**Your goal:** Wherever "IntoResponse" turns up in the entries, copy out the line that holds it.

____

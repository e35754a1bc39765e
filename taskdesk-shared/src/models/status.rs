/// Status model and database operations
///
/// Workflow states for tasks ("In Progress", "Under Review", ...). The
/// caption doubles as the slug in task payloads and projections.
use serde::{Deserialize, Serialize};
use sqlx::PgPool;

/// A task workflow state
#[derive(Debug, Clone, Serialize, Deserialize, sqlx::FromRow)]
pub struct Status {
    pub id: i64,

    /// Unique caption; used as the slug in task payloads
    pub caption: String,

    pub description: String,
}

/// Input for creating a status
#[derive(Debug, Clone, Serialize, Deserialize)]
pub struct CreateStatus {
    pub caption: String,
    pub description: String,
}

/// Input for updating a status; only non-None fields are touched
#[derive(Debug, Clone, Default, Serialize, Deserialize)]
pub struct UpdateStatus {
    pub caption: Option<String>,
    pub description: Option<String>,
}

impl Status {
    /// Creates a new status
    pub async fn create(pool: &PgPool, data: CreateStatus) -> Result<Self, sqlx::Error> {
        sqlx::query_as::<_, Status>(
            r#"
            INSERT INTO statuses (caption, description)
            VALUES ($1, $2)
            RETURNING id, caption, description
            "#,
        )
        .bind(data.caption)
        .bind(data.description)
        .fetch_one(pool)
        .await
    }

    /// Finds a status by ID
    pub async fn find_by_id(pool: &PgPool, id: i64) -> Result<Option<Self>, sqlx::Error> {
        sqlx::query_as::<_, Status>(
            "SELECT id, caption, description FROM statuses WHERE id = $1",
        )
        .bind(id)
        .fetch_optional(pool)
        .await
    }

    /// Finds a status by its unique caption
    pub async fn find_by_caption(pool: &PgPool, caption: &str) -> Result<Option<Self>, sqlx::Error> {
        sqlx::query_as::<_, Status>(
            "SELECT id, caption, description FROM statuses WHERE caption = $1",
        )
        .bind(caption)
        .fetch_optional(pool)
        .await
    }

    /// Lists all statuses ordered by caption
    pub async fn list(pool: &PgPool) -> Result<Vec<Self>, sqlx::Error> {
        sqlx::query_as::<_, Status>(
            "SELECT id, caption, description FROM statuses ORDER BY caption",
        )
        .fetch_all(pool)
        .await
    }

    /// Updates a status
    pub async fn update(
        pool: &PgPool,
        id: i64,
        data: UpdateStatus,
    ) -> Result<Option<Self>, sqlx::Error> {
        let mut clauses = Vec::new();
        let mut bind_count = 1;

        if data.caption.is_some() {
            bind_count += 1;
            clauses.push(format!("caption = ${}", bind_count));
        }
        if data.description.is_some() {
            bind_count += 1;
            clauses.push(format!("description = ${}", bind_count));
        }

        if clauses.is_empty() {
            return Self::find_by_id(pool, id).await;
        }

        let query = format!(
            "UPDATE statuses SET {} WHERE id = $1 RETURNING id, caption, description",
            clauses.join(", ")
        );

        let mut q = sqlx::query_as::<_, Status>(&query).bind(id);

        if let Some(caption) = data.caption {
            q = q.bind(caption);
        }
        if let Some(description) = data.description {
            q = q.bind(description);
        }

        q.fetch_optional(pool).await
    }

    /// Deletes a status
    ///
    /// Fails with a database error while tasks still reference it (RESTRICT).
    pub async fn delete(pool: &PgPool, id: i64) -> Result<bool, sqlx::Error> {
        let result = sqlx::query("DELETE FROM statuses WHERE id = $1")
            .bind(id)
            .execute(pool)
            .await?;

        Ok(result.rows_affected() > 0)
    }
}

____

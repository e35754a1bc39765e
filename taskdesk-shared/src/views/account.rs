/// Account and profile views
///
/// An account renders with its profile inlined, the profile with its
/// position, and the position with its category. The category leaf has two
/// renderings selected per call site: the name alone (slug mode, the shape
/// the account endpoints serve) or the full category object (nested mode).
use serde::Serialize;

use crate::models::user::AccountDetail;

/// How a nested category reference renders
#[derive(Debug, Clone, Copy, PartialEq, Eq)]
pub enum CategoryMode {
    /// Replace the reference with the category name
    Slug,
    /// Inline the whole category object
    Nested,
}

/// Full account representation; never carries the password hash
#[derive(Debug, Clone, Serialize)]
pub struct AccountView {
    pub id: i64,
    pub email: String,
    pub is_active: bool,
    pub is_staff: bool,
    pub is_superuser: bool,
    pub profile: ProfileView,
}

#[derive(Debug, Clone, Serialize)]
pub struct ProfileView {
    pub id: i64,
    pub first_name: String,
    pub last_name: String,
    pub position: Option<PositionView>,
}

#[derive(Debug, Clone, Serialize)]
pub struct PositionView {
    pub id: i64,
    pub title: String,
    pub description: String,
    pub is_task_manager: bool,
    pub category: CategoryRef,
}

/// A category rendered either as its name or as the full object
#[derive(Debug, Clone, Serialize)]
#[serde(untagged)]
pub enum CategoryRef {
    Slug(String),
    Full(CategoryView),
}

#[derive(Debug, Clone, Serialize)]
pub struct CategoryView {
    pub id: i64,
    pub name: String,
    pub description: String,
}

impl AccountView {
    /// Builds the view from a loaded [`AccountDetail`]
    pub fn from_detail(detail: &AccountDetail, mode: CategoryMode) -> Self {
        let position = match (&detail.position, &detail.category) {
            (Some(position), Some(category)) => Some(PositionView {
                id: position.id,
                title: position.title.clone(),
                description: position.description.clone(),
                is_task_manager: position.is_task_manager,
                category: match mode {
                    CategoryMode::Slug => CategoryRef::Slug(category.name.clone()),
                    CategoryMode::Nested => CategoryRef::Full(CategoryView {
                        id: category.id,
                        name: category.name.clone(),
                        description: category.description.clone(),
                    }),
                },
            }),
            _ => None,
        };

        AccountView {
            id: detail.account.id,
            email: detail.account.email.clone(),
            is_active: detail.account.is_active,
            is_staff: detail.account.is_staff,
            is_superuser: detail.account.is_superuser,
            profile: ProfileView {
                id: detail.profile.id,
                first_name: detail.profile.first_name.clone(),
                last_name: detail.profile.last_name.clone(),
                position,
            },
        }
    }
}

____

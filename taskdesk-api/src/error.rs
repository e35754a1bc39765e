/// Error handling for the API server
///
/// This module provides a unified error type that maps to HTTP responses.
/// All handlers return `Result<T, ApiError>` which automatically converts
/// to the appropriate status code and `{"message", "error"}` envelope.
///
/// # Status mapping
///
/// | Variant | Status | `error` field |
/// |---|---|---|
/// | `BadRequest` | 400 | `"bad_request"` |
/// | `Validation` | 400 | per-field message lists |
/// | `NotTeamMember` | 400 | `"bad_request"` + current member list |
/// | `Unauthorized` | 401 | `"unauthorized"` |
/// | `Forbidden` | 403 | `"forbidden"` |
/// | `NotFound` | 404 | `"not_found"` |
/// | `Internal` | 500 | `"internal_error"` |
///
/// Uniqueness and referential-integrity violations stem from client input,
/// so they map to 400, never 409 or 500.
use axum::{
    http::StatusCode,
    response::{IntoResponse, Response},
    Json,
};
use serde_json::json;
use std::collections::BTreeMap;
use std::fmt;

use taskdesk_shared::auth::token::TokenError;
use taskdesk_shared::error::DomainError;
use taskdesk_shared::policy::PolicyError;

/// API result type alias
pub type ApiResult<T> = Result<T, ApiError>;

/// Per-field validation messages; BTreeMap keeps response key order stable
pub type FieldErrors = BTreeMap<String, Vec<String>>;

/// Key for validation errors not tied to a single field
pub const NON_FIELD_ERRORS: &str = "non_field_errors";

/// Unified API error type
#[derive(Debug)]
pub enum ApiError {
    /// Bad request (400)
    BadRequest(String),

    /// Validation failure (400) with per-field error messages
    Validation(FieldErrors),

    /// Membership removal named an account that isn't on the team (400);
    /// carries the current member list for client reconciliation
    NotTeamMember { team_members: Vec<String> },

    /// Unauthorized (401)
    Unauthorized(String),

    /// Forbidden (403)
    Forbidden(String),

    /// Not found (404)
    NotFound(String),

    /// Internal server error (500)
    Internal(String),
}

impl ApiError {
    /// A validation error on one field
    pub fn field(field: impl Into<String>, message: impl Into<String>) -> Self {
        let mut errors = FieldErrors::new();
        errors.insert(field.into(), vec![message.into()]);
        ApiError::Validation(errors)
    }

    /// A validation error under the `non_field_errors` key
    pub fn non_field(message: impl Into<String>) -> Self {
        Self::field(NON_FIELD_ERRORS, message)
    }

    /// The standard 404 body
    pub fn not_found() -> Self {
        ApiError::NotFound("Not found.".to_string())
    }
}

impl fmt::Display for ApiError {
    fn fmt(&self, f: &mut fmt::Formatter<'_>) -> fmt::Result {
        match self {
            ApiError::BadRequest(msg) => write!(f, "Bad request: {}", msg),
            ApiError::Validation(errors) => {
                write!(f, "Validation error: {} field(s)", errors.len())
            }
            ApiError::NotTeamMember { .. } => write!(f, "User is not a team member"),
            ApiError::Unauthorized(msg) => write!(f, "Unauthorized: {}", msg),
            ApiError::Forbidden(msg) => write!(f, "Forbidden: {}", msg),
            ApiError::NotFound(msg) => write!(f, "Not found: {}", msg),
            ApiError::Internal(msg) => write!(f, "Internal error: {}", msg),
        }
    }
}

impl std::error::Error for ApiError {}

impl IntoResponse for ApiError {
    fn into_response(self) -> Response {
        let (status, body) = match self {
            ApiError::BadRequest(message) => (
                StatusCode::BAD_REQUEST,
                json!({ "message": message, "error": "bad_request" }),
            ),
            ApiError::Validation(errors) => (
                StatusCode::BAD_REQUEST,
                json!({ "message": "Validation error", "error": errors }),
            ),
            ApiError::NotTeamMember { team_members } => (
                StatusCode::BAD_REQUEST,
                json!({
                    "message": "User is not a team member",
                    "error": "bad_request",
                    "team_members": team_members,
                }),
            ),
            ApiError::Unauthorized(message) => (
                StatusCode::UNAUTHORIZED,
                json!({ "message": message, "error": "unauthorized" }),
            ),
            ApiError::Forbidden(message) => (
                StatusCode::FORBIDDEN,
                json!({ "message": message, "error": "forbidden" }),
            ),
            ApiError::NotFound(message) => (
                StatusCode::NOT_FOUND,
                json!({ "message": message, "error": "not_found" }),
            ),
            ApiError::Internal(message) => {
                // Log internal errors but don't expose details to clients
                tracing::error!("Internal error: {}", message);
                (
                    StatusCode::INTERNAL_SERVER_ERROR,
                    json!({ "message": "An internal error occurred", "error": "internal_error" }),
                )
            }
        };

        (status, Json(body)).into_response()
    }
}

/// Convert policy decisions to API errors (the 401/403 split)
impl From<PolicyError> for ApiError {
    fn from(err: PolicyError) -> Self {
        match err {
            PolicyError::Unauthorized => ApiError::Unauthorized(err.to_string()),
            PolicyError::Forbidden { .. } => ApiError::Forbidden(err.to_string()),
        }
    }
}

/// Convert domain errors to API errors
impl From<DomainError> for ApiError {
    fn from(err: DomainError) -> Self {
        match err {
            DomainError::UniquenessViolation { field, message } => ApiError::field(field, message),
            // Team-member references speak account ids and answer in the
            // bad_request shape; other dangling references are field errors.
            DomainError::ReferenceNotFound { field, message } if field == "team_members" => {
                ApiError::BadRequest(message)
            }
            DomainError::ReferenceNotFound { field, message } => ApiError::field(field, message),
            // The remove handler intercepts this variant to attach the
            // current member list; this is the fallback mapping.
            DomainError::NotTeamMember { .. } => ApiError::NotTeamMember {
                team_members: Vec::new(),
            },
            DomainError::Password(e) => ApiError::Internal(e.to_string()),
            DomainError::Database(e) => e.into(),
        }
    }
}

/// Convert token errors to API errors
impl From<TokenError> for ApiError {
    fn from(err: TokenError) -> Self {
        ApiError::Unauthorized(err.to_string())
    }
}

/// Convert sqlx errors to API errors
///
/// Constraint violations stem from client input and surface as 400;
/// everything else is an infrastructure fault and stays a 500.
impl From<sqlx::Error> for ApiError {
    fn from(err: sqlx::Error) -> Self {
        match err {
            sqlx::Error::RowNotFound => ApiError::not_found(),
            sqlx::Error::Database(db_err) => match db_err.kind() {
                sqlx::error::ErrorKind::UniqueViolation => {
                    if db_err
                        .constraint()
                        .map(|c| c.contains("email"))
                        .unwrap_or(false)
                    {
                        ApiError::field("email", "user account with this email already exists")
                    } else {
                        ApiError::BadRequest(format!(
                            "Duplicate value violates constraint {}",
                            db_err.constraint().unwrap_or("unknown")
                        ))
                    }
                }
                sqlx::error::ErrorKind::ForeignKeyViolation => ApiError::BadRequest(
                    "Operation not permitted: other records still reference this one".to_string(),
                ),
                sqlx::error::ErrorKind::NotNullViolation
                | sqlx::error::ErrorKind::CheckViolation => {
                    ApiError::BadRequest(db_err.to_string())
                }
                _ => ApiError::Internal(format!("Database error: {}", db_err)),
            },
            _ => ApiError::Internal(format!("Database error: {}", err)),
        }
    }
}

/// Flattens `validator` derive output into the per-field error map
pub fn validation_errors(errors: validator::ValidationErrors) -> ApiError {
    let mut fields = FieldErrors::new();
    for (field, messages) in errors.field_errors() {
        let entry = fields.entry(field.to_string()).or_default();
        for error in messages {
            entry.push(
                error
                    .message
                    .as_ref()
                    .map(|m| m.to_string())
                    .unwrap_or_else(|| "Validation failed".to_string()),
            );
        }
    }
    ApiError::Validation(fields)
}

____

**Final answer:**
    response::{IntoResponse, Response},
impl IntoResponse for ApiError {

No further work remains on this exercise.